Even so—and here is where things begin to get curiouser—the summer marriage wars go deeper than a mere empirical slam dunk about kids and broken homes. In the depth and rawness of Loh’s essay, as well as in much of the commentary praising it, there lurks a different kind of truth-telling that has gone largely undiscussed. It amounts to two charges made repeatedly, almost always by women and with many echoes elsewhere in contemporary sources: first, that the combined pressures of motherhood and marriage and breadwinning are just too much to bear; and second, that many of today’s marriages—that is to say, marriages made among enlightened, older, educated, sophisticated people—are a sexual desert.
In one particularly forthright passage summarizing both complaints, Loh writes:
Indeed, what also came out that afternoon [in a failed therapy session] were the many tasks I—like so many other working/coparenting/married mothers—have been doing for so many years and tearfully declared I would continue doing. I can pick up our girls from school every day; I can feed them dinner and kiss their noses and tell them stories; I can take them to their doctor and dentist appointments; I can earn my half—sometimes more—of the money; I can pay the bills; I can refinance the house at the best possible interest rate; I can drive my husband to the airport; in his absence, I can sort his mail; I can be home to let the plumber in on Thursday between nine and three, and I can wait for the cable guy; I can make dinner conversation with any family member; I can ask friendly questions about anybody’s day; I can administer hugs as needed to children, adults, dogs, cats; I can empty the litter box; I can stir wet food into dry.... [But] given my staggering working mother’s to-do list, I cannot take on yet another arduous home- and self-improvement project, that of rekindling our romance.

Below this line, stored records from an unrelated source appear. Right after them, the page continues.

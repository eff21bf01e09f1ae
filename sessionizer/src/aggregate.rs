use crate::error::ConfigError;
use crate::types::{InstantSet, SessionSpan, SessionSummary};
use chrono::{DateTime, TimeDelta, Utc};
use tracing::debug;

pub const DEFAULT_GAP_MINUTES: i64 = 30;

/// Every session counts for at least this long.
pub const MIN_SESSION_MS: i64 = 60_000;

/// Idle time between consecutive events that ends a session. Always positive.
#[derive(Debug, Clone, Copy, PartialEq, Eq)]
pub struct GapThreshold(TimeDelta);

impl GapThreshold {
    pub fn new(gap: TimeDelta) -> Result<Self, ConfigError> {
        // Sessions are split on whole milliseconds, so sub-ms gaps count as zero.
        let millis = gap.num_milliseconds();
        if millis <= 0 {
            return Err(ConfigError::NonPositiveGap { millis });
        }
        Ok(Self(gap))
    }

    pub fn from_minutes(minutes: i64) -> Result<Self, ConfigError> {
        let gap = TimeDelta::try_minutes(minutes).ok_or(ConfigError::GapOutOfRange { minutes })?;
        Self::new(gap)
    }

    pub fn duration(&self) -> TimeDelta {
        self.0
    }

    pub fn as_millis(&self) -> i64 {
        self.0.num_milliseconds()
    }

    pub fn as_minutes_f64(&self) -> f64 {
        self.as_millis() as f64 / 60_000.0
    }
}

impl Default for GapThreshold {
    fn default() -> Self {
        Self(TimeDelta::minutes(DEFAULT_GAP_MINUTES))
    }
}

/// Lazily splits an [`InstantSet`] into sessions, in order.
pub struct Sessions<'a> {
    instants: std::slice::Iter<'a, DateTime<Utc>>,
    gap_ms: i64,
    pending: Option<DateTime<Utc>>,
}

impl Iterator for Sessions<'_> {
    type Item = SessionSpan;

    fn next(&mut self) -> Option<SessionSpan> {
        let start = self.pending.take().or_else(|| self.instants.next().copied())?;
        let mut previous = start;
        let mut event_count = 1;

        for &t in self.instants.by_ref() {
            // A gap exactly at the threshold closes the session.
            if (t - previous).num_milliseconds() >= self.gap_ms {
                self.pending = Some(t);
                break;
            }
            previous = t;
            event_count += 1;
        }

        Some(SessionSpan {
            start,
            end: previous,
            event_count,
            duration_ms: (previous - start).num_milliseconds().max(MIN_SESSION_MS),
        })
    }
}

pub fn sessions(instants: &InstantSet, gap: GapThreshold) -> Sessions<'_> {
    Sessions {
        instants: instants.iter(),
        gap_ms: gap.as_millis(),
        pending: None,
    }
}

pub fn aggregate(instants: &InstantSet, gap: GapThreshold) -> SessionSummary {
    let (session_count, total_duration_ms) = sessions(instants, gap)
        .fold((0usize, 0i64), |(count, total), span| {
            (count + 1, total + span.duration_ms)
        });

    debug!(
        events = instants.len(),
        sessions = session_count,
        total_ms = total_duration_ms,
        "aggregated sessions"
    );

    SessionSummary {
        total_duration_ms,
        session_count,
        event_count: instants.len(),
        first_event: instants.first(),
        last_event: instants.last(),
    }
}

#[cfg(test)]
mod tests {
    use super::*;
    use chrono::TimeZone;

    fn at(h: u32, m: u32) -> DateTime<Utc> {
        Utc.with_ymd_and_hms(2024, 1, 1, h, m, 0).unwrap()
    }

    fn set(times: &[(u32, u32)]) -> InstantSet {
        times.iter().map(|&(h, m)| at(h, m)).collect()
    }

    #[test]
    fn isolated_event_gets_the_floor() {
        let instants = set(&[(10, 0), (10, 5), (11, 0)]);
        let summary = aggregate(&instants, GapThreshold::default());
        assert_eq!(summary.session_count, 2);
        assert_eq!(summary.total_duration(), TimeDelta::minutes(6));
        assert_eq!(summary.event_count, 3);
        assert_eq!(summary.first_event, Some(at(10, 0)));
        assert_eq!(summary.last_event, Some(at(11, 0)));

        let spans: Vec<_> = sessions(&instants, GapThreshold::default()).collect();
        assert_eq!(spans[0].end, at(10, 5));
        assert_eq!(spans[0].event_count, 2);
        assert_eq!(spans[1].start, at(11, 0));
        assert_eq!(spans[1].duration_ms, MIN_SESSION_MS);
    }

    #[test]
    fn steady_activity_is_one_session() {
        let instants = set(&[(10, 0), (10, 10), (10, 20), (10, 30)]);
        let summary = aggregate(&instants, GapThreshold::default());
        assert_eq!(summary.session_count, 1);
        assert_eq!(summary.total_duration(), TimeDelta::minutes(30));
    }

    #[test]
    fn gap_equal_to_threshold_splits() {
        let instants = set(&[(10, 0), (10, 30)]);
        let summary = aggregate(&instants, GapThreshold::default());
        assert_eq!(summary.session_count, 2);
        assert_eq!(summary.total_duration(), TimeDelta::minutes(2));

        let just_under = set(&[(10, 0)])
            .iter()
            .copied()
            .chain([at(10, 30) - TimeDelta::milliseconds(1)])
            .collect::<InstantSet>();
        assert_eq!(aggregate(&just_under, GapThreshold::default()).session_count, 1);
    }

    #[test]
    fn empty_input_is_all_zero() {
        let summary = aggregate(&InstantSet::default(), GapThreshold::default());
        assert_eq!(summary, SessionSummary::default());
        assert_eq!(summary.first_event, None);
        assert_eq!(sessions(&InstantSet::default(), GapThreshold::default()).count(), 0);
    }

    #[test]
    fn boundaries_follow_the_threshold() {
        let instants = set(&[(9, 0), (9, 10), (9, 55), (10, 0), (10, 14), (11, 0)]);
        let gap = GapThreshold::from_minutes(15).unwrap();
        let spans: Vec<_> = sessions(&instants, gap).collect();

        for pair in instants.as_slice().windows(2) {
            let splits = pair[1] - pair[0] >= gap.duration();
            let starts_span = spans.iter().any(|s| s.start == pair[1]);
            assert_eq!(splits, starts_span, "pair {:?}", pair);
        }
        assert_eq!(spans.len(), 3);
        assert!(spans.iter().all(|s| s.duration_ms >= MIN_SESSION_MS));
        assert_eq!(
            spans.iter().map(|s| s.event_count).sum::<usize>(),
            instants.len()
        );

        let summary = aggregate(&instants, gap);
        assert_eq!(summary.session_count, spans.len());
        assert_eq!(
            summary.total_duration_ms,
            spans.iter().map(|s| s.duration_ms).sum::<i64>()
        );
    }

    #[test]
    fn non_positive_gaps_are_rejected() {
        assert_eq!(
            GapThreshold::from_minutes(0),
            Err(ConfigError::NonPositiveGap { millis: 0 })
        );
        assert_eq!(
            GapThreshold::new(TimeDelta::seconds(-5)),
            Err(ConfigError::NonPositiveGap { millis: -5000 })
        );
        assert_eq!(
            GapThreshold::new(TimeDelta::microseconds(500)),
            Err(ConfigError::NonPositiveGap { millis: 0 })
        );
        assert!(GapThreshold::new(TimeDelta::milliseconds(1)).is_ok());
        assert_eq!(
            GapThreshold::from_minutes(i64::MAX),
            Err(ConfigError::GapOutOfRange { minutes: i64::MAX })
        );
        assert!(GapThreshold::new(TimeDelta::seconds(90)).is_ok());
    }
}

On this noteworthy reading of modern marriage, it’s almost as if the war between the sexes has ended: first, in the figurative sense that there are no more sexes, only lists of chores that one gender unit mysteriously does better than the other; and second, in the literal sense that there are no more sexes, because contemporary man has lost interest in sex.
This complaint—that today’s husbands, at least of the enlightened, chore-sharing variety, can be counted on to lose interest in sex with their wives—is so central to Loh’s essay that the piece might accurately have been subtitled “A Manifesto against Metrosexuals.” In her judgment this misery amounts to a social trend—including among many of her friends, even those with marriages that might appear ideal. “When marriage was invented,” she quotes another friend whose husband has also allegedly lost all interest in sex, “it was considered to be a kind of trade union for a woman, her protection against the sexually wandering male. But what’s happened to the sexually wandering male?” As Loh sums up, “To work, to parent, to housekeep, to be the ones who schedule ‘date night,’ only to be reprimanded in the home by male kitchen bitches, and then, in the bedroom, to be ignored—it’s a bum deal.”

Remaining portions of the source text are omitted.